Testing Access-Control Configuration Changes for Web Applications
Chengcheng Xiang, Li Zhong, Eric Mugnier, Nathaniel Nguyen, Yuanyuan Zhou, Tianyin Xu
TL;DR
ACtests introduce a practical, automated approach to test the impact of access-control configuration changes in web applications by running production-looking programs, configurations, and data within a safe, mini, ephemeral test environment. They provide a mechanism to identify requests whose access results change after ΔC, enabling administrators to validate intended effects and uncover vulnerabilities. The approach encompasses safe data access through Copy-on-Write file systems and read-only database access, virtualized network isolation, and a novel trimming-based acceleration that preserves ACC correctness while dramatically reducing test time. Evaluation on public Docker images revealed 168 new vulnerabilities (54 confirmed, 44 fixed), and deployment in five real systems demonstrated comprehensive detection of change impacts with significant performance benefits. Overall, ACtests offer a scalable, end-to-end means to test access-control changes, enabling proactive vulnerability detection and safer configuration management in production web applications.
Abstract
Access-control misconfigurations are among the main causes of today's data breaches in web applications. However, few techniques are available to support automatic and systematic testing for access-control changes and detecting risky changes to prevent severe consequences. As a result, those critical security configurations often lack testing, or are tested manually in an ad hoc way. This paper advocates that tests should be made available for users to test access-control configuration changes.
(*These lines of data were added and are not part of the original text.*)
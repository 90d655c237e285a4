#![cfg_attr(not(feature = "std"), no_std)]

//! Data exchanged between the flocking core and its hosts: the settings a
//! host reads from its configuration source and the per-frame snapshots it
//! presents.

extern crate alloc;

use alloc::string::String;
use alloc::vec::Vec;

use serde::{Deserialize, Serialize};

/// A 2D point or direction in simulation coordinates
#[derive(Debug, Clone, Copy, Serialize, Deserialize, PartialEq, Default)]
pub struct Vec2 {
    pub x: f32,
    pub y: f32,
}

impl Vec2 {
    pub fn new(x: f32, y: f32) -> Self {
        Self { x, y }
    }
}

/// Host-side flock configuration. Missing fields take their defaults.
#[derive(Debug, Clone, PartialEq, Serialize, Deserialize)]
#[serde(default, deny_unknown_fields)]
pub struct FlockSettings {
    pub count: usize,
    pub speed: f32,
    pub neighbor_radius: f32,
    pub separation_strength: f32,
    pub alignment_strength: f32,
    pub cohesion_strength: f32,
    pub width: f32,
    pub height: f32,
    pub margin: f32,
    /// Fixed seed for reproducible runs; `None` seeds from entropy.
    pub seed: Option<u64>,
}

impl Default for FlockSettings {
    fn default() -> Self {
        Self {
            count: 5,
            speed: 5.0,
            neighbor_radius: 92.0,
            separation_strength: 0.1,
            alignment_strength: 0.5,
            cohesion_strength: 0.25,
            width: 800.0,
            height: 600.0,
            margin: 32.0,
            seed: None,
        }
    }
}

#[cfg(feature = "std")]
impl FlockSettings {
    pub fn from_json_str(json: &str) -> serde_json::Result<Self> {
        serde_json::from_str(json)
    }

    pub fn to_json_string(&self) -> serde_json::Result<String> {
        serde_json::to_string_pretty(self)
    }
}

/// One agent as presented to a renderer
#[derive(Debug, Clone, PartialEq, Serialize, Deserialize)]
pub struct AgentSnapshot {
    pub name: String,
    pub position: Vec2,
    pub heading: Vec2,
    /// Rotation around z in degrees, 0 meaning "up"
    pub rotation_degrees: f32,
}

/// All agents after a given tick
#[derive(Debug, Clone, PartialEq, Serialize, Deserialize)]
pub struct FrameSnapshot {
    pub tick: u64,
    pub elapsed: f64,
    pub agents: Vec<AgentSnapshot>,
}
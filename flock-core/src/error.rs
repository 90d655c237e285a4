/// Contract violations reported by the simulator. Nothing is clamped.
#[derive(Debug, Clone, Copy, PartialEq, thiserror::Error)]
pub enum FlockError {
    #[error("speed must be finite and non-negative, got {0}")]
    InvalidSpeed(f32),

    #[error("neighbor radius must be finite and non-negative, got {0}")]
    InvalidRadius(f32),

    #[error("area size must be finite and non-negative, got {width}x{height}")]
    InvalidAreaSize { width: f32, height: f32 },

    #[error("margin must be finite and non-negative, got {0}")]
    InvalidMargin(f32),

    #[error("time step must be finite and non-negative, got {0}")]
    InvalidTimeStep(f32),

    #[cfg(feature = "std")]
    #[error("could not seed the random source: {0}")]
    Entropy(getrandom::Error),
}
//! Per-agent steering rules and the wrap-around boundary.
//!
//! Everything here reads a snapshot slice and returns new values, so a
//! whole tick can be computed before any agent is written back.

use crate::{AgentState, FlockConfiguration, Vector2D};

/// Steering terms accumulated from one agent's neighbors.
#[derive(Debug, Clone, Copy, PartialEq, Default)]
pub struct Steering {
    pub separation: Vector2D,
    pub alignment: Vector2D,
    pub cohesion: Vector2D,
    pub neighbors: usize,
}

impl Steering {
    /// Unnormalized sum of the agent's own heading and all three terms.
    pub fn blend(&self, heading: Vector2D) -> Vector2D {
        heading + self.alignment + self.cohesion + self.separation
    }
}

/// Computes the steering terms for `agents[index]` against every other
/// agent in `agents`.
///
/// Neighbors are agents strictly closer than the neighbor radius. Their
/// influence falls off linearly from 1 at zero distance to 0 at the radius.
pub fn steering(index: usize, agents: &[AgentState], config: &FlockConfiguration) -> Steering {
    let agent = &agents[index];
    let radius = config.neighbor_radius;

    let mut result = Steering::default();
    let mut center = Vector2D::zero();

    for (other_index, other) in agents.iter().enumerate() {
        if other_index == index {
            continue;
        }

        let offset = other.position - agent.position;
        let distance = offset.magnitude();
        if distance >= radius {
            continue;
        }

        let amount = 1.0 - distance / radius;
        result.separation -= offset * amount * config.separation_strength;
        result.alignment += other.heading * amount * config.alignment_strength;
        center += other.position;
        result.neighbors += 1;
    }

    if result.neighbors > 0 {
        center = center / result.neighbors as f32;
        result.cohesion = (center - agent.position).normalize() * config.cohesion_strength;
    }

    result
}

/// Normalized blend of `heading` and `steering`. A zero blend keeps the
/// direction of the previous heading, normalized.
pub fn next_heading(heading: Vector2D, steering: &Steering) -> Vector2D {
    let force = steering.blend(heading).normalize();
    if force.is_zero() {
        heading.normalize()
    } else {
        force
    }
}

/// Folds `position` back into the area when it has left it by more than
/// `margin` on either axis. Each axis is shifted at most once.
pub fn wrap(position: Vector2D, area: Vector2D, margin: f32) -> Vector2D {
    Vector2D::new(
        wrap_axis(position.x, area.x, margin),
        wrap_axis(position.y, area.y, margin),
    )
}

fn wrap_axis(value: f32, size: f32, margin: f32) -> f32 {
    if value < -margin {
        value + size + margin
    } else if value > size + margin {
        value - (size + margin)
    } else {
        value
    }
}

/// State of `agents[index]` after `dt` of simulated time.
pub fn advance(
    index: usize,
    agents: &[AgentState],
    config: &FlockConfiguration,
    dt: f32,
) -> (AgentState, Steering) {
    let agent = &agents[index];
    let steering = steering(index, agents, config);
    let heading = next_heading(agent.heading, &steering);
    let moved = agent.position + heading * config.speed * dt;
    let position = wrap(moved, config.area_size, config.margin);

    (AgentState::new(position, heading), steering)
}
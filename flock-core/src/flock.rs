use alloc::vec::Vec;

use rand::{Rng, SeedableRng};
use rand_chacha::ChaCha8Rng;

use crate::behavior;
use crate::config::non_negative;
use crate::{AgentState, FlockConfiguration, FlockError, Vector2D};

/// Owns the agents of one flock and advances them tick by tick.
///
/// The host drives the simulation: [`FlockSimulator::spawn`] once, then
/// [`FlockSimulator::step`] every tick, reading [`FlockSimulator::agents`]
/// back for presentation.
#[derive(Debug, Clone)]
pub struct FlockSimulator {
    config: FlockConfiguration,
    agents: Vec<AgentState>,
    scratch: Vec<AgentState>,
    rng: ChaCha8Rng,
    seed: u64,
    ticks: u64,
    elapsed: f64,
}

impl FlockSimulator {
    /// Creates an empty simulator seeded from OS entropy.
    #[cfg(feature = "std")]
    pub fn new(config: FlockConfiguration) -> Result<Self, FlockError> {
        let mut seed = [0u8; 8];
        getrandom::getrandom(&mut seed).map_err(FlockError::Entropy)?;
        Self::with_seed(config, u64::from_le_bytes(seed))
    }

    /// Creates an empty simulator whose spawns are reproducible for `seed`.
    pub fn with_seed(config: FlockConfiguration, seed: u64) -> Result<Self, FlockError> {
        config.validate()?;
        log::debug!(
            "flock created: area {}x{}, radius {}, seed {}",
            config.area_size.x,
            config.area_size.y,
            config.neighbor_radius,
            seed
        );

        Ok(Self {
            config,
            agents: Vec::new(),
            scratch: Vec::new(),
            rng: ChaCha8Rng::seed_from_u64(seed),
            seed,
            ticks: 0,
            elapsed: 0.0,
        })
    }

    /// Appends `count` agents at random positions inside the area with
    /// random headings.
    pub fn spawn(&mut self, count: usize) {
        let area = self.config.area_size;
        let rng = &mut self.rng;
        self.agents
            .extend((0..count).map(|_| random_agent(rng, area)));
        log::debug!("spawned {} agents, {} total", count, self.agents.len());
    }

    /// Like [`FlockSimulator::spawn`], drawing from `rng` instead of the
    /// simulator's own source.
    pub fn spawn_with<R: Rng + ?Sized>(&mut self, count: usize, rng: &mut R) {
        let area = self.config.area_size;
        self.agents
            .extend((0..count).map(|_| random_agent(rng, area)));
        log::debug!("spawned {} agents, {} total", count, self.agents.len());
    }

    /// Spawns the configured number of agents.
    pub fn spawn_configured(&mut self) {
        self.spawn(self.config.count);
    }

    /// Places an agent explicitly. The state is used as given.
    pub fn add_agent(&mut self, agent: AgentState) {
        self.agents.push(agent);
    }

    /// Advances every agent by `dt` of simulated time.
    ///
    /// All new states are computed from the agents as they were when the
    /// call started and committed together, so the result does not depend
    /// on agent order. A negative or non-finite `dt` is rejected without
    /// touching any agent.
    pub fn step(&mut self, dt: f32) -> Result<(), FlockError> {
        if !non_negative(dt) {
            return Err(FlockError::InvalidTimeStep(dt));
        }

        let agents = &self.agents;
        let config = &self.config;
        let mut neighbor_links = 0;

        self.scratch.clear();
        self.scratch.extend((0..agents.len()).map(|index| {
            let (next, steering) = behavior::advance(index, agents, config, dt);
            neighbor_links += steering.neighbors;
            next
        }));
        core::mem::swap(&mut self.agents, &mut self.scratch);

        self.ticks += 1;
        self.elapsed += f64::from(dt);
        log::trace!(
            "tick {}: {} agents, {} neighbor links",
            self.ticks,
            self.agents.len(),
            neighbor_links
        );

        Ok(())
    }

    pub fn agents(&self) -> &[AgentState] {
        &self.agents
    }

    pub fn configuration(&self) -> &FlockConfiguration {
        &self.config
    }

    pub fn len(&self) -> usize {
        self.agents.len()
    }

    pub fn is_empty(&self) -> bool {
        self.agents.is_empty()
    }

    /// Seed of the simulator's random source.
    pub fn seed(&self) -> u64 {
        self.seed
    }

    /// Number of completed steps.
    pub fn ticks(&self) -> u64 {
        self.ticks
    }

    /// Sum of every accepted `dt`.
    pub fn elapsed(&self) -> f64 {
        self.elapsed
    }
}

fn random_agent<R: Rng + ?Sized>(rng: &mut R, area: Vector2D) -> AgentState {
    let position = Vector2D::new(rng.gen_range(0.0..=area.x), rng.gen_range(0.0..=area.y));
    let degrees = rng.gen_range(-180.0..=180.0);
    AgentState::from_rotation_degrees(position, degrees)
}
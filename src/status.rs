//! Particle status codes

/// LHE: incoming particle
pub const INCOMING: i32 = -1;
/// LHE: outgoing final state particle
pub const OUTGOING: i32 = 1;
/// LHE: intermediate resonance, mass should be preserved
pub const INTERMEDIATE_RESONANCE: i32 = 2;
/// StdHep: documentation line, used for the incoming beam particles
pub const DOCUMENTATION: i32 = 3;

/// Translate an LHE status code into the StdHep convention
///
/// Incoming particles become documentation entries, every other code is
/// kept as is.
pub fn to_stdhep(status: i32) -> i32 {
    if status == INCOMING {
        DOCUMENTATION
    } else {
        status
    }
}

#[cfg(test)]
mod tests {
    use super::*;
    use proptest::prelude::*;

    #[test]
    fn incoming_is_documentation() {
        assert_eq!(to_stdhep(INCOMING), DOCUMENTATION);
        assert_eq!(to_stdhep(OUTGOING), OUTGOING);
        assert_eq!(to_stdhep(INTERMEDIATE_RESONANCE), INTERMEDIATE_RESONANCE);
        assert_eq!(to_stdhep(-2), -2);
        assert_eq!(to_stdhep(-9), -9);
    }

    proptest! {
        #[test]
        fn other_codes_pass_through(status in any::<i32>()) {
            prop_assume!(status != INCOMING);
            prop_assert_eq!(to_stdhep(status), status);
        }
    }
}
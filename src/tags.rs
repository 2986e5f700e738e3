/// Root element of an LHE document
pub(crate) const LHEF_ROOT: &str = "LesHouchesEvents";
/// Element holding one event table
pub(crate) const EVENT: &str = "event";
/// Marks an optional event information line following the particle table
pub(crate) const INFO_LINE_START: &str = "#";
//! Primary vertex smearing over the target volume
use rand::distributions::{Distribution, Uniform};
use rand::rngs::{StdRng, ThreadRng};
use rand::{Rng, SeedableRng};
use serde::Deserialize;

use crate::config::ConfigError;
use crate::data::VertexPoint;

/// Target geometry in mm
#[derive(Debug, Copy, Clone, PartialEq, Deserialize)]
#[serde(default, deny_unknown_fields)]
pub struct TargetConfig {
    /// Half width in x
    pub delta_x: f64,
    /// Half width in y
    pub delta_y: f64,
    /// Position of the target centre along z
    pub z_position: f64,
    /// Target thickness along z
    pub thickness: f64,
}

impl Default for TargetConfig {
    fn default() -> Self {
        Self {
            delta_x: 10.0,
            delta_y: 20.0,
            z_position: 0.0,
            thickness: 0.35,
        }
    }
}

impl TargetConfig {
    /// Check that all extents are finite and non-negative, and that the
    /// resulting sampling ranges do not overflow
    pub fn validate(&self) -> Result<(), ConfigError> {
        let extents = [
            ("delta_x", self.delta_x),
            ("delta_y", self.delta_y),
            ("thickness", self.thickness),
        ];
        for (name, value) in extents {
            if !value.is_finite() || value < 0. {
                return Err(ConfigError::BadTarget { name, value });
            }
        }
        if !self.z_position.is_finite() {
            return Err(ConfigError::BadTarget {
                name: "z_position",
                value: self.z_position,
            });
        }
        let [x, y, z] = self.ranges();
        check_range("delta_x", self.delta_x, x)?;
        check_range("delta_y", self.delta_y, y)?;
        check_range("thickness", self.thickness, z)?;
        Ok(())
    }

    fn ranges(&self) -> [(f64, f64); 3] {
        let half_thickness = self.thickness / 2.;
        [
            (-self.delta_x, self.delta_x),
            (-self.delta_y, self.delta_y),
            (
                self.z_position - half_thickness,
                self.z_position + half_thickness,
            ),
        ]
    }
}

// `Uniform::new_inclusive` divides the width by the largest sample below 1
fn check_range(
    name: &'static str,
    value: f64,
    (low, high): (f64, f64),
) -> Result<(), ConfigError> {
    let width = (high - low) / (1. - f64::EPSILON);
    if low.is_finite() && high.is_finite() && width.is_finite() {
        Ok(())
    } else {
        Err(ConfigError::BadTarget { name, value })
    }
}

/// Draws one vertex per event, uniformly distributed inside the target
///
/// The default generator is the thread-local one, so samplers on
/// different threads draw independently.
#[derive(Debug, Clone)]
pub struct VertexSampler<R = ThreadRng> {
    rng: R,
    x: Uniform<f64>,
    y: Uniform<f64>,
    z: Uniform<f64>,
}

impl VertexSampler<ThreadRng> {
    pub fn new(config: &TargetConfig) -> Result<Self, ConfigError> {
        Self::with_rng(config, rand::thread_rng())
    }
}

impl VertexSampler<StdRng> {
    /// Sampler producing a reproducible sequence of vertices
    pub fn seeded(config: &TargetConfig, seed: u64) -> Result<Self, ConfigError> {
        Self::with_rng(config, StdRng::seed_from_u64(seed))
    }
}

impl<R: Rng> VertexSampler<R> {
    pub fn with_rng(config: &TargetConfig, rng: R) -> Result<Self, ConfigError> {
        config.validate()?;
        let [(x_low, x_high), (y_low, y_high), (z_low, z_high)] = config.ranges();
        Ok(Self {
            rng,
            x: Uniform::new_inclusive(x_low, x_high),
            y: Uniform::new_inclusive(y_low, y_high),
            z: Uniform::new_inclusive(z_low, z_high),
        })
    }

    /// Draw the next vertex
    pub fn sample(&mut self) -> VertexPoint {
        VertexPoint {
            x: self.x.sample(&mut self.rng),
            y: self.y.sample(&mut self.rng),
            z: self.z.sample(&mut self.rng),
        }
    }
}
The key challenges are such tests need to be run with production environments (to reason end-to-end behavior) and need to be performance-efficient. We present a new approach to create such tests, as a mini test environment incorporating production program and data, called ACtests. ACtests report the impacts of access-control changes, namely the requests that were denied but would be allowed after a change, and vice versa. Users can validate if the changed requests are intended or not and identify potential security vulnerabilities. We evaluate ACtests with 193 public configurations of widely-used web applications on Dockerhub. ACtests detect 168 new vulnerabilities from 72 configuration images. We report them to the image maintainers: 54 of them have been confirmed and 44 have been fixed. We also conduct in-depth experiments with five real-world deployed systems, including Wikipedia and a commercial company's web proxy. Our results show that ACtests effectively and efficiently detect all the change impacts.